We can define measurement as the process of observing and recording.

To do that, we generally need some kind of tool, or instrument.Consider, for example, a ruler. It's a tool we use to measure something -- height.

Of course, measuring something like consumer brand perceptions is a little trickier than measuring height. We need to check if it's "calibrated," so to speak. Namely, we need to check if our survey is reliable and valid. Let's take an in-depth look at each.

Measurement reliability means that we are measuring consistently and we can reproduce what we are measuring. We already checked one type of reliability: equivalence, as measured by inter-rater reliability. There are several other types. We'll cover the most common in the remainder of the course.

Now for validity. Are we measuring what we claim to measure? Just as with reliability, there are several types of validity. Here we have the so-called "three c's" of validity. Again, we already measured the first, content. We'll cover the others later in the course.

Let's touch back briefly on our flowchart here. We constructed a set of items to measure customer satisfaction, using the tools from the last lesson, and collected the data, which puts us between steps 2 and 3 in our flowchart. Now what?

We're in the exploratory data analysis, or EDA phase of the process. We want to learn about our data before modeling it.

First, let's check response frequencies.

Are respondents unanimous in rating each item, or is there a range of opinions?

We can get a great visualization of this with the likert package. To do this, we first pass our data frame to the likert() function. All items must be converted to factors for this function, so we'll do that using dplyr's mutate_if() function converting all integer variables to factors.

We can pass our new object here to plot a bar chart of our response frequencies.

We also need to check for items that are worded in the opposite way, so to speak, of the other items.

To take an example, let's examine the items of our customer satisfaction survey. All these items carry positive connotations except the item difficulttouse. A company certainly doesn't want its site to be difficult to use, so we want to measure the opposite of the responses here. This is called reverse coding.

Let's create a new variable, difficulttouse dot r, which is a recoded version of the difficultouse item.
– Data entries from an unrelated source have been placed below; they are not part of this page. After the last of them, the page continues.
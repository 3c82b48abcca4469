// Test Data Factory
//
// Request payloads for the estimate endpoint.

use serde_json::{json, Value};

/// Test data factory for estimate requests
pub struct TestDataFactory;

impl TestDataFactory {
    /// The calculator's default merchant: 1M GMV, 10k pay-ins, 400 pay-outs,
    /// 100 vendors, weekly payouts
    pub fn merchant_payload(currency: &str) -> Value {
        json!({
            "currency": currency,
            "gmv": "1,000,000.00",
            "payins": 10000,
            "payouts": 400,
            "vendors": 100,
            "payout_frequency": "weekly",
        })
    }

    /// Merchant payload comparing against a custom provider.
    /// Percentages are entered as percent.
    pub fn custom_payload(currency: &str) -> Value {
        let mut payload = Self::merchant_payload(currency);
        payload["mode"] = json!("custom");
        payload["custom"] = json!({
            "payin_percentage": "1.8",
            "payin_fixed": "0.25",
            "payout_percentage": "0.25",
            "payout_fixed": "0.25",
            "wallet_price": "1.00",
        });
        payload
    }

    /// Custom provider with every fee zero and no vendors
    pub fn zero_custom_payload(gmv: &str) -> Value {
        json!({
            "currency": "EUR",
            "gmv": gmv,
            "payins": 500,
            "payouts": 50,
            "vendors": 0,
            "payout_frequency": "monthly",
            "mode": "custom",
            "custom": {
                "payin_percentage": "0",
                "payin_fixed": "0",
                "payout_percentage": "0",
                "payout_fixed": "0",
                "wallet_price": "0",
            },
        })
    }
}
use actix_web::{error::JsonPayloadError, http::StatusCode, HttpRequest, HttpResponse};

use crate::core::AppError;

/// Maps JSON body extraction failures onto the application error format.
/// Register through `web::JsonConfig::default().error_handler(json_error_handler)`.
pub fn json_error_handler(err: JsonPayloadError, req: &HttpRequest) -> actix_web::Error {
    tracing::warn!(path = %req.path(), error = %err, "Rejected request body");
    AppError::validation(format!("Invalid request body: {}", err)).into()
}

/// Standardized error body, for handlers that build responses directly
pub fn error_response(status_code: StatusCode, message: impl Into<String>) -> HttpResponse {
    HttpResponse::build(status_code).json(serde_json::json!({
        "error": {
            "code": status_code.as_u16(),
            "message": message.into(),
        }
    }))
}
//! PSP cost comparison library
//!
//! Estimates what each payment-service provider would charge a merchant per
//! month and per year, and how that compares with the reference provider.

pub mod app;
pub mod config;
pub mod core;
pub mod middleware;
pub mod modules;

// Re-export commonly used types
pub use modules::estimates;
To do that, we will use the recode() function from car. This is not to be confused with the recode() function from dplyr, so we will explicitly call from the car package here. Next, we specify how to recode the values. Ones become fives, twos become fours and so forth. Threes will stay threes, so no need to include that in our syntax!

Let's confirm what we just did there.

Using select() from dplyr to analyze just our two items of interest, we will use the response-dot-frequencies() function from psych. Let's also round the output for readability.

We can see the two items are indeed reverse images of each other!

Okay, we're ready to explore our survey data! Let's get started.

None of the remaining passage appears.